With a ‘double dip’ recession a very real possibility, a new survey shows business confidence has fallen compared to a year ago, with just 1% of respondents ‘very confident’ and 27% ‘confident’ about their future prospects, compared to 43% who are ‘not very confident’, 11% ‘pessimistic’ and 6% ‘very pessimistic’.
In 2010, 36% were confident and 5% very confident about their growth potential while 39% were not very confident, 5% pessimistic and 7% very pessimistic. The last “Economy Watch” survey, which tracked the health of the economy through the experiences of small businesses, was published in December 2010.
Amid instability in the Eurozone, calls for more quantitative easing and slowing manufacturing in the UK, the survey highlights the barriers to small firms’ ability to drive growth and job creation.
Despite improved trading conditions for almost half of all panel members, and an upturn in profitability for over a third, a weak economy and increasing business costs mean many firms are still struggling to win business and make a profit.
The confidence of businesses in their future prospects and ability to drive growth and job creation is falling – that’s extremely worrying. Partly, it reflects real fears of a double dip recession but there is more to it than that.

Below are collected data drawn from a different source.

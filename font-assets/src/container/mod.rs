//! Font containers.
//!
//! Every supported input container is decoded into an [`Sfnt`]: the flavor
//! and the raw bytes of each table. Encoders take an [`Sfnt`] back out to a
//! specific container. Tables are moved between containers byte for byte;
//! only the web containers apply (and remove) compression.

mod eot;
mod sfnt;
mod woff;
mod woff2;
mod woff2_glyf;

use read_fonts::{types::Tag, ReadError};

use crate::{
    cancel::{CancellationToken, Cancelled},
    format::Container,
};

pub(crate) use eot::EotNames;
pub use sfnt::Sfnt;

pub(crate) const HEAD: Tag = Tag::new(b"head");
pub(crate) const HHEA: Tag = Tag::new(b"hhea");
pub(crate) const HMTX: Tag = Tag::new(b"hmtx");
pub(crate) const MAXP: Tag = Tag::new(b"maxp");
pub(crate) const GLYF: Tag = Tag::new(b"glyf");
pub(crate) const LOCA: Tag = Tag::new(b"loca");
pub(crate) const CFF: Tag = Tag::new(b"CFF ");
pub(crate) const CFF2: Tag = Tag::new(b"CFF2");

/// Upper bound on the decoded table data of one font. Directories that
/// claim more are rejected before anything is allocated.
pub(crate) const MAX_DECODED_SIZE: u64 = 256 * 1024 * 1024;
/// Initial buffer size per compressed byte when inflating.
const INFLATE_RESERVE_RATIO: usize = 4;

/// The initial capacity of a buffer that will hold `expected` bytes
/// decompressed from `compressed_len` bytes.
pub(crate) fn inflate_capacity(expected: usize, compressed_len: usize) -> usize {
    expected.min(compressed_len.saturating_mul(INFLATE_RESERVE_RATIO))
}

/// Offset of `checkSumAdjustment` within the head table.
pub(crate) const HEAD_CHECKSUM_ADJUSTMENT: usize = 8;
/// Offset of `indexToLocFormat` within the head table.
pub(crate) const HEAD_INDEX_TO_LOC_FORMAT: usize = 50;

/// An error while decoding or encoding a container.
#[derive(Debug, thiserror::Error)]
pub enum ContainerError {
    #[error("malformed {container:?} data: {reason}")]
    Malformed {
        container: Container,
        reason: String,
    },
    #[error("unsupported {container:?} data: {reason}")]
    Unsupported {
        container: Container,
        reason: &'static str,
    },
    #[error("unrecognized font signature")]
    UnknownSignature,
    #[error("failed to read sfnt: {0}")]
    Read(#[from] ReadError),
    #[error("compression stream failed: {0}")]
    Compression(#[from] std::io::Error),
    #[error(transparent)]
    Cancelled(#[from] Cancelled),
}

impl ContainerError {
    pub(crate) fn malformed(container: Container, reason: impl Into<String>) -> Self {
        ContainerError::Malformed {
            container,
            reason: reason.into(),
        }
    }
}

/// Decode any supported container into sfnt tables.
pub fn decode(bytes: &[u8], cancel: &CancellationToken) -> Result<Sfnt, ContainerError> {
    let container = Container::sniff(bytes).ok_or(ContainerError::UnknownSignature)?;
    log::debug!("decoding {} bytes as {container:?}", bytes.len());
    match container {
        Container::TrueType | Container::OpenTypeCff => Sfnt::read(bytes, cancel),
        Container::Woff => woff::decode(bytes, cancel),
        Container::Woff2 => woff2::decode(bytes, cancel),
        Container::Eot => eot::decode(bytes, cancel),
        Container::Svg => Err(ContainerError::Unsupported {
            container,
            reason: "SVG fonts carry no sfnt tables",
        }),
        Container::Collection => Err(ContainerError::Unsupported {
            container,
            reason: "font collections are not supported",
        }),
    }
}

pub(crate) fn encode_woff(sfnt: &Sfnt, cancel: &CancellationToken) -> Result<Vec<u8>, ContainerError> {
    woff::encode(sfnt, cancel)
}

pub(crate) fn encode_woff2(sfnt: &Sfnt, cancel: &CancellationToken) -> Result<Vec<u8>, ContainerError> {
    woff2::encode(sfnt, cancel)
}

pub(crate) fn encode_eot(
    sfnt: &Sfnt,
    names: &EotNames,
    cancel: &CancellationToken,
) -> Result<Vec<u8>, ContainerError> {
    eot::encode(sfnt, names, cancel)
}

/// Big-endian writes onto a growable buffer.
pub(crate) trait WriteBe {
    fn put_u8(&mut self, value: u8);
    fn put_u16(&mut self, value: u16);
    fn put_i16(&mut self, value: i16);
    fn put_u32(&mut self, value: u32);
    fn put_tag(&mut self, tag: Tag);
    /// Zero pad to a multiple of four bytes.
    fn pad4(&mut self);
}

impl WriteBe for Vec<u8> {
    fn put_u8(&mut self, value: u8) {
        self.push(value);
    }

    fn put_u16(&mut self, value: u16) {
        self.extend_from_slice(&value.to_be_bytes());
    }

    fn put_i16(&mut self, value: i16) {
        self.extend_from_slice(&value.to_be_bytes());
    }

    fn put_u32(&mut self, value: u32) {
        self.extend_from_slice(&value.to_be_bytes());
    }

    fn put_tag(&mut self, tag: Tag) {
        self.extend_from_slice(&tag.to_be_bytes());
    }

    fn pad4(&mut self) {
        self.resize(round4(self.len()), 0);
    }
}

/// <https://github.com/google/woff2/blob/a0d0ed7da27b708c0a4e96ad7a998bddc933c06e/src/round.h#L19>
pub(crate) fn round4(sz: usize) -> usize {
    (sz + 3) & !3
}

/// The OpenType table checksum: the wrapping sum of big-endian u32 words,
/// with the final word zero padded.
pub(crate) fn checksum(data: &[u8]) -> u32 {
    data.chunks(4).fold(0u32, |sum, chunk| {
        let mut word = [0u8; 4];
        word[..chunk.len()].copy_from_slice(chunk);
        sum.wrapping_add(u32::from_be_bytes(word))
    })
}

/// The checksum of a table as recorded in a table directory.
///
/// For `head` this is computed with `checkSumAdjustment` treated as zero.
pub(crate) fn table_checksum(tag: Tag, data: &[u8]) -> u32 {
    if tag == HEAD && data.len() >= HEAD_CHECKSUM_ADJUSTMENT + 4 {
        let mut copy = data.to_vec();
        copy[HEAD_CHECKSUM_ADJUSTMENT..HEAD_CHECKSUM_ADJUSTMENT + 4].fill(0);
        checksum(&copy)
    } else {
        checksum(data)
    }
}

#[cfg(test)]
mod tests {
    use super::*;

    #[test]
    fn checksum_pads_final_word() {
        assert_eq!(checksum(&[0, 0, 0, 1, 0, 0, 0, 2]), 3);
        assert_eq!(checksum(&[1]), 0x0100_0000);
        assert_eq!(checksum(&[0xff; 8]), 0xffff_fffe);
    }

    #[test]
    fn head_checksum_ignores_adjustment() {
        let mut head = vec![0u8; 54];
        head[0] = 1;
        let expected = table_checksum(HEAD, &head);
        head[8..12].copy_from_slice(&0xdead_beef_u32.to_be_bytes());
        assert_eq!(table_checksum(HEAD, &head), expected);
        assert_ne!(checksum(&head), expected);
    }

    #[test]
    fn rejects_unknown_and_svg() {
        let cancel = CancellationToken::new();
        assert!(matches!(
            decode(b"not a font at all", &cancel),
            Err(ContainerError::UnknownSignature)
        ));
        assert!(matches!(
            decode(b"<svg xmlns=\"http://www.w3.org/2000/svg\"></svg>", &cancel),
            Err(ContainerError::Unsupported {
                container: Container::Svg,
                ..
            })
        ));
    }
}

While some small businesses have seen improved profitability, and despite many experiencing an upturn in trading conditions during the past year, too often profits are being decimated by a rising tide of costs. Finance is also scarce and expensive, so business owners’ ability to maintain any kind of reasonable cash flow is being undermined.
What is frustrating is that there are small businesses in some sectors that would otherwise be doing ok were it not for these cash flow issues, low consumer confidence and the economic turmoil they are facing.

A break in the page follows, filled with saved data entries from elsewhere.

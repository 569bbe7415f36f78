//! # Owner Key Derivation
//!
//! After a transfer the receiver is identified by an owner key derived from
//! their public key, the pulse of the receive ceremony, and the bundle hash
//! they received:
//!
//! ```text
//! ownerKey = base58(SHA256(JCS({ bundleHash, jwk: {crv, kty, x, y}, pulse })))
//! ```
//!
//! Only the identifying JWK members are hashed, so the same key exported
//! with different optional members derives the same owner key.

use serde_json::json;
use sigil_core::{sha256_digest, CanonicalBytes, ContentDigest, Pulse};

use crate::error::KasError;
use crate::jwk::PublicKeyJwk;

pub fn derive_owner_key(
    jwk: &PublicKeyJwk,
    pulse: Pulse,
    bundle_hash: &ContentDigest,
) -> Result<String, KasError> {
    let body = json!({
        "bundleHash": bundle_hash.to_hex(),
        "jwk": jwk.normalized(),
        "pulse": pulse,
    });
    let canonical = CanonicalBytes::new(&body)
        .map_err(|e| KasError::Input(format!("owner key canonicalization: {e}")))?;
    Ok(bs58::encode(sha256_digest(&canonical).as_bytes()).into_string())
}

While the survey took place before the autumn statement, the Government’s economic policies come out quite well. I welcome measures to boost the provision of affordable funding, free firms from red tape, give them greater control over their staffing and training needs and ease slightly some of the impending tax increases they are facing.
However, the message that emerges from the issues identified in the research is that small businesses need more support in these areas, much more. A year ago, 29% of a survey had seen recent increases in order books and 31% in turnover, compared to 15% and 17% of members reporting a fall in both.
However, almost as many – 27% – reported a month-on-month decline in profitability, with just 14% indicating an increase and 46% pointing to spiralling business costs as a major factor.
The latest survey shows even stronger growth in orders and turnover for many compared to a year ago – with respective increases reported by 44% and 47% of respondents. While 34% of survey respondents indicated increased profitability recently the same number reported a decline.
Further, significantly more saw a fall in both orders (27%) and turnover (26%) compared to the same time last year. In all, 64% of members surveyed report an increase in the cost of doing business, and none that business costs have eased.
Factors such as increasing taxation (45%), mounting late payments (31%), rising finance costs (19%) and increasing training costs (19%) show that cash flow issues are the major barrier to small business growth, combined with a weak economy.
A total of 20% of respondents said that improving or stabilising the economy would help their businesses to grow. Almost a quarter (24%) cited as growth priorities improved consumer and business confidence, 22% internal business development and 14% industry-specific incentives.
The field work for the latest economy Watch survey took place in November, before the Chancellor’s autumn statement. Members were asked to rate the coalition Government’s handling of the economy. Just 4% said it has been ‘excellent’, but 36% said ‘good’ and 39% ‘fair’. A total of 16% of respondents said it has been ‘poor’ or ‘very poor’.
Other significant economic indicators uncovered by the Forum’s Economy Watch survey of small business owners are:
In addition to staff training, almost a quarter (23%) of members increased investment in sales and marketing, while 13% reduced spending on this. While just under a fifth (19%) spent more on machinery and equipment almost as many (17%) spent less. Overall, business investment is down compared to a year ago.
With fewer fears of another recession being discussed in 2010, the number of business owners anticipating investing in sales and marketing was higher than it is now, at 70% compared to 56%.
The same is true of anticipated investment in product and process development (33% in 2010 and 21% now), training (34% and 22%), and upgrading property (18% and 17%). However, the number of business owners expecting to invest in machinery and equipment in the coming months has increased from 36% to 42%.
Access to finance
Access to finance has deteriorated for 16% of panel members – more than in November 2010 – but 5% have seen an improvement. The majority (57%) reported no change. The cost of finance is virtually identical to the November 2010 figures.
Compared to this time last year, opinion about the impact of Local Enterprise Partnerships (LEPs) has changed, with businesses feeling that the introduction of LEPs is less likely to impact on the availability of business support, for better or worse. In all, 26% think LEPs will make no difference, up from 21% in 2010.
But for 309 employees who lost their jobs as a result of firms going into administration, there would have been an increase in employment of 79 staff over the past year – approximately half the number anticipated in November 2010.